▸ **Work task**:
Repeat the records below line by line, exactly, finishing on the line that contains "fn form_id(req: &Request)".

▬▬▬▬▬▬▬▬▬▬

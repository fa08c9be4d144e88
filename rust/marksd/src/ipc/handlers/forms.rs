use crate::backend::parse_subjects;
use crate::error::MarksError;
use crate::ipc::error::{err, marks_err, ok};
use crate::ipc::types::{AppState, Request};
use crate::marks::{
    build_payload, reduce, summarize, validate_entries, FieldOutcome, FormAction, HeaderPatch,
    MarkField, MarkForm,
};
use serde_json::{json, Value};
use uuid::Uuid;

fn form_id(req: &Request) -> Result<String, Value> {
    match req.params.get("formId").and_then(|v| v.as_str()) {
        Some(v) => Ok(v.to_string()),
        None => Err(err(&req.id, "bad_params", "missing formId", None)),
    }
}

fn lookup<'a>(state: &'a AppState, req: &Request, id: &str) -> Result<&'a MarkForm, Value> {
    state.forms.get(id).ok_or_else(|| {
        err(
            &req.id,
            "not_found",
            "form not found",
            Some(json!({ "formId": id })),
        )
    })
}

fn parse_header_patch(req: &Request, raw: &Value) -> Result<HeaderPatch, Value> {
    serde_json::from_value::<HeaderPatch>(raw.clone())
        .map_err(|e| err(&req.id, "bad_params", format!("invalid header: {}", e), None))
}

/// Inputs arrive as typed text; numbers and null are accepted for convenience.
fn raw_value(v: Option<&Value>) -> Option<String> {
    match v {
        None | Some(Value::Null) => Some(String::new()),
        Some(Value::String(s)) => Some(s.clone()),
        Some(Value::Number(n)) => Some(n.to_string()),
        Some(_) => None,
    }
}

fn apply(
    state: &mut AppState,
    req: &Request,
    id: &str,
    action: FormAction,
) -> Result<Option<FieldOutcome>, Value> {
    let form = lookup(state, req, id)?;
    let transition = reduce(form, action, &state.config).map_err(|e| marks_err(&req.id, &e))?;
    state.forms.insert(id.to_string(), transition.form);
    Ok(transition.field)
}

fn form_result(state: &AppState, id: &str) -> Value {
    json!({
        "formId": id,
        "form": state.forms.get(id),
    })
}

fn handle_forms_open(state: &mut AppState, req: &Request) -> serde_json::Value {
    let id = Uuid::new_v4().to_string();
    state.forms.insert(id.clone(), MarkForm::default());

    let mut actions = Vec::new();
    if let Some(raw) = req.params.get("header") {
        match parse_header_patch(req, raw) {
            Ok(patch) => actions.push(FormAction::SetHeader(patch)),
            Err(resp) => {
                state.forms.remove(&id);
                return resp;
            }
        }
    }
    if let Some(body) = req.params.get("subjects") {
        match parse_subjects(body) {
            Ok(subjects) => actions.push(FormAction::LoadSubjects(subjects)),
            Err(e) => {
                state.forms.remove(&id);
                return marks_err(&req.id, &e);
            }
        }
    }
    for action in actions {
        if let Err(resp) = apply(state, req, &id, action) {
            state.forms.remove(&id);
            return resp;
        }
    }

    tracing::info!(form_id = %id, "form opened");
    ok(&req.id, form_result(state, &id))
}

fn handle_forms_get(state: &mut AppState, req: &Request) -> serde_json::Value {
    let id = match form_id(req) {
        Ok(v) => v,
        Err(resp) => return resp,
    };
    if let Err(resp) = lookup(state, req, &id) {
        return resp;
    }
    ok(&req.id, form_result(state, &id))
}

fn handle_forms_load_subjects(state: &mut AppState, req: &Request) -> serde_json::Value {
    let id = match form_id(req) {
        Ok(v) => v,
        Err(resp) => return resp,
    };
    let Some(body) = req.params.get("subjects") else {
        return err(&req.id, "bad_params", "missing subjects", None);
    };
    let subjects = match parse_subjects(body) {
        Ok(v) => v,
        Err(e) => return marks_err(&req.id, &e),
    };
    let count = subjects.len();
    if let Err(resp) = apply(state, req, &id, FormAction::LoadSubjects(subjects)) {
        return resp;
    }
    tracing::debug!(form_id = %id, count, "subjects loaded");
    ok(&req.id, form_result(state, &id))
}

fn handle_forms_set_header(state: &mut AppState, req: &Request) -> serde_json::Value {
    let id = match form_id(req) {
        Ok(v) => v,
        Err(resp) => return resp,
    };
    let Some(raw) = req.params.get("patch") else {
        return err(&req.id, "bad_params", "missing patch", None);
    };
    let patch = match parse_header_patch(req, raw) {
        Ok(v) => v,
        Err(resp) => return resp,
    };
    if let Err(resp) = apply(state, req, &id, FormAction::SetHeader(patch)) {
        return resp;
    }
    ok(&req.id, form_result(state, &id))
}

fn handle_forms_set_field(state: &mut AppState, req: &Request) -> serde_json::Value {
    let id = match form_id(req) {
        Ok(v) => v,
        Err(resp) => return resp,
    };
    let index = match req.params.get("index").and_then(|v| v.as_u64()) {
        Some(v) => v as usize,
        None => return err(&req.id, "bad_params", "missing/invalid index", None),
    };
    let Some(field) = req
        .params
        .get("field")
        .and_then(|v| v.as_str())
        .and_then(MarkField::parse)
    else {
        return err(
            &req.id,
            "bad_params",
            "field must be one of: external_marks, internal_marks",
            None,
        );
    };
    let Some(raw) = raw_value(req.params.get("value")) else {
        return err(&req.id, "bad_params", "value must be a string or number", None);
    };

    let outcome = match apply(state, req, &id, FormAction::SetField { index, field, raw }) {
        Ok(Some(v)) => v,
        Ok(None) => FieldOutcome::Ignored,
        Err(resp) => return resp,
    };

    let (kind, message) = match &outcome {
        FieldOutcome::Accepted(_) => ("accepted", None),
        FieldOutcome::Cleared => ("cleared", None),
        FieldOutcome::Rejected(m) => ("rejected", Some(m.clone())),
        FieldOutcome::Ignored => ("ignored", None),
    };
    tracing::debug!(form_id = %id, index, field = field.as_str(), outcome = kind, "field edit");

    let value = state
        .forms
        .get(&id)
        .and_then(|f| f.entries.get(index))
        .and_then(|e| e.value(field));
    ok(
        &req.id,
        json!({
            "accepted": outcome.is_applied(),
            "outcome": kind,
            "message": message,
            "value": value,
            "form": state.forms.get(&id),
        }),
    )
}

fn handle_forms_validate(state: &mut AppState, req: &Request) -> serde_json::Value {
    let id = match form_id(req) {
        Ok(v) => v,
        Err(resp) => return resp,
    };
    let errors = match lookup(state, req, &id) {
        Ok(form) => validate_entries(&form.entries, &state.config.rules),
        Err(resp) => return resp,
    };
    tracing::debug!(form_id = %id, errors = errors.len(), "form validated");
    let result = json!({
        "valid": errors.is_empty(),
        "firstMessage": errors.first_message(),
        "errors": errors,
    });
    if let Some(form) = state.forms.get_mut(&id) {
        form.errors = errors;
    }
    ok(&req.id, result)
}

fn handle_forms_build_payload(state: &mut AppState, req: &Request) -> serde_json::Value {
    let id = match form_id(req) {
        Ok(v) => v,
        Err(resp) => return resp,
    };
    let built = match lookup(state, req, &id) {
        Ok(form) => build_payload(form, &state.config),
        Err(resp) => return resp,
    };
    match built {
        Ok(payload) => {
            tracing::info!(
                form_id = %id,
                marks = payload.marks.len(),
                terminal = %payload.terminal,
                "submission payload built"
            );
            ok(&req.id, json!({ "payload": payload }))
        }
        Err(e) => {
            tracing::info!(form_id = %id, code = e.code(), message = %e, "submission blocked");
            let resp = marks_err(&req.id, &e);
            // Surface the whole-form errors inline as well.
            if let MarksError::RuleViolation { errors, .. } = e {
                if let Some(form) = state.forms.get_mut(&id) {
                    form.errors = errors;
                }
            }
            resp
        }
    }
}

fn handle_forms_summary(state: &mut AppState, req: &Request) -> serde_json::Value {
    let id = match form_id(req) {
        Ok(v) => v,
        Err(resp) => return resp,
    };
    match lookup(state, req, &id) {
        Ok(form) => ok(
            &req.id,
            json!({ "summary": summarize(&form.entries, &state.config.rules) }),
        ),
        Err(resp) => resp,
    }
}

fn handle_forms_close(state: &mut AppState, req: &Request) -> serde_json::Value {
    let id = match form_id(req) {
        Ok(v) => v,
        Err(resp) => return resp,
    };
    if state.forms.remove(&id).is_none() {
        return err(
            &req.id,
            "not_found",
            "form not found",
            Some(json!({ "formId": id })),
        );
    }
    tracing::info!(form_id = %id, "form closed");
    ok(&req.id, json!({ "ok": true }))
}

pub fn try_handle(state: &mut AppState, req: &Request) -> Option<serde_json::Value> {
    match req.method.as_str() {
        "forms.open" => Some(handle_forms_open(state, req)),
        "forms.get" => Some(handle_forms_get(state, req)),
        "forms.loadSubjects" => Some(handle_forms_load_subjects(state, req)),
        "forms.setHeader" => Some(handle_forms_set_header(state, req)),
        "forms.setField" => Some(handle_forms_set_field(state, req)),
        "forms.validate" => Some(handle_forms_validate(state, req)),
        "forms.buildPayload" => Some(handle_forms_build_payload(state, req)),
        "forms.summary" => Some(handle_forms_summary(state, req)),
        "forms.close" => Some(handle_forms_close(state, req)),
        _ => None,
    }
}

▬▬▬▬▬▬▬▬▬▬

▸ **Problem solution**:
repository fa08c9be4d144e88
filename rust/marksd/src/ipc/handlers/forms.rs
use crate::backend::parse_subjects;
use crate::error::MarksError;
use crate::ipc::error::{err, marks_err, ok};
use crate::ipc::types::{AppState, Request};
use crate::marks::{
    build_payload, reduce, summarize, validate_entries, FieldOutcome, FormAction, HeaderPatch,
    MarkField, MarkForm,
};
use serde_json::{json, Value};
use uuid::Uuid;

fn form_id(req: &Request) -> Result<String, Value> {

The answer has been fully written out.